• _Work to be completed_
The expected answer is a bare count of the lines in the data below that contain "matches".
------ The records ------
#[cfg(test)]
mod tests {
    use super::*;
    use std::sync::atomic::AtomicUsize;

    fn breaker(success_threshold: u32) -> CircuitBreaker {
        CircuitBreaker::new(
            "pool:big",
            BreakerConfig::default()
                .with_failure_threshold(3)
                .with_success_threshold(success_threshold)
                .with_timeout(Duration::from_secs(10)),
        )
    }

    async fn fail(b: &CircuitBreaker, calls: &AtomicUsize) -> Result<(), BreakerError<&'static str>> {
        b.call(|| async {
            calls.fetch_add(1, Ordering::SeqCst);
            Err::<(), _>("boom")
        })
        .await
    }

    async fn succeed(b: &CircuitBreaker, calls: &AtomicUsize) -> Result<u32, BreakerError<&'static str>> {
        b.call(|| async {
            calls.fetch_add(1, Ordering::SeqCst);
            Ok::<_, &'static str>(7)
        })
        .await
    }

    #[tokio::test(start_paused = true)]
    async fn test_opens_after_threshold_and_blocks() {
        let b = breaker(2);
        let calls = AtomicUsize::new(0);

        for _ in 0..3 {
            assert!(matches!(fail(&b, &calls).await, Err(BreakerError::Inner("boom"))));
        }
        assert_eq!(b.state(), CircuitState::Open);

        // Blocked without invoking the closure
        let err = succeed(&b, &calls).await.unwrap_err();
        assert!(err.is_open());
        assert_eq!(calls.load(Ordering::SeqCst), 3);

        let stats = b.stats();
        assert_eq!(stats.total_calls, 3);
        assert_eq!(stats.failed_calls, 3);
        assert_eq!(stats.blocked_calls, 1);
    }

    #[tokio::test(start_paused = true)]
    async fn test_half_open_successes_close_circuit() {
        let b = breaker(2);
        let calls = AtomicUsize::new(0);
        for _ in 0..3 {
            let _ = fail(&b, &calls).await;
        }

        tokio::time::advance(Duration::from_secs(10)).await;
        assert_eq!(succeed(&b, &calls).await.unwrap(), 7);
        assert_eq!(b.state(), CircuitState::HalfOpen);

        assert_eq!(succeed(&b, &calls).await.unwrap(), 7);
        assert_eq!(b.state(), CircuitState::Closed);
        assert_eq!(b.stats().failure_count, 0);
    }

    #[tokio::test(start_paused = true)]
    async fn test_half_open_failure_reopens_and_resets_timer() {
        let b = breaker(2);
        let calls = AtomicUsize::new(0);
        for _ in 0..3 {
            let _ = fail(&b, &calls).await;
        }

        tokio::time::advance(Duration::from_secs(11)).await;
        assert!(matches!(fail(&b, &calls).await, Err(BreakerError::Inner(_))));
        assert_eq!(b.state(), CircuitState::Open);

        // Timer restarted from the trial failure
        tokio::time::advance(Duration::from_secs(5)).await;
        assert!(succeed(&b, &calls).await.unwrap_err().is_open());
        tokio::time::advance(Duration::from_secs(5)).await;
        assert!(succeed(&b, &calls).await.is_ok());
    }

    #[tokio::test(start_paused = true)]
    async fn test_single_trial_in_half_open() {
        let b = Arc::new(breaker(1));
        let calls = AtomicUsize::new(0);
        for _ in 0..3 {
            let _ = fail(&b, &calls).await;
        }
        tokio::time::advance(Duration::from_secs(10)).await;

        let (tx, rx) = tokio::sync::oneshot::channel::<()>();
        let trial_breaker = Arc::clone(&b);
        let trial = tokio::spawn(async move {
            trial_breaker
                .call(|| async move {
                    let _ = rx.await;
                    Ok::<_, &'static str>(1)
                })
                .await
        });
        tokio::task::yield_now().await;
        assert_eq!(b.state(), CircuitState::HalfOpen);

        // Second caller is blocked while the trial is outstanding
        assert!(succeed(&b, &calls).await.unwrap_err().is_open());

        let _ = tx.send(());
        assert!(trial.await.unwrap().is_ok());
        assert_eq!(b.state(), CircuitState::Closed);
    }

    #[tokio::test(start_paused = true)]
    async fn test_dropped_trial_releases_slot() {
        let b = breaker(1);
        let calls = AtomicUsize::new(0);
        for _ in 0..3 {
            let _ = fail(&b, &calls).await;
        }
        tokio::time::advance(Duration::from_secs(10)).await;

        let pending = b.call(|| std::future::pending::<Result<(), &'static str>>());
        let timed = tokio::time::timeout(Duration::from_millis(10), pending).await;
        assert!(timed.is_err());

        assert!(succeed(&b, &calls).await.is_ok());
        assert_eq!(b.state(), CircuitState::Closed);
    }

    #[tokio::test(start_paused = true)]
    async fn test_success_resets_failure_count_in_closed() {
        let b = breaker(1);
        let calls = AtomicUsize::new(0);
        let _ = fail(&b, &calls).await;
        let _ = fail(&b, &calls).await;
        let _ = succeed(&b, &calls).await;
        let _ = fail(&b, &calls).await;
        let _ = fail(&b, &calls).await;
        assert_eq!(b.state(), CircuitState::Closed);
    }

    #[test]
    fn test_registry_reuses_instances() {
        let registry = BreakerRegistry::new(BreakerConfig::default());
        let a = registry.get_or_create("pool:fast");
        let b = registry.get_or_create_with(
            "pool:fast",
            BreakerConfig::default().with_failure_threshold(99),
        );
        assert!(Arc::ptr_eq(&a, &b));
        assert_eq!(b.config().failure_threshold, 3);
        assert_eq!(registry.len(), 1);
        assert!(registry.get("cache").is_none());

        registry.get_or_create("cache");
        let names: Vec<_> = registry.stats().into_iter().map(|s| s.name).collect();
        assert_eq!(names, vec!["cache".to_string(), "pool:fast".to_string()]);
    }
}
------
• _Response to this task_
2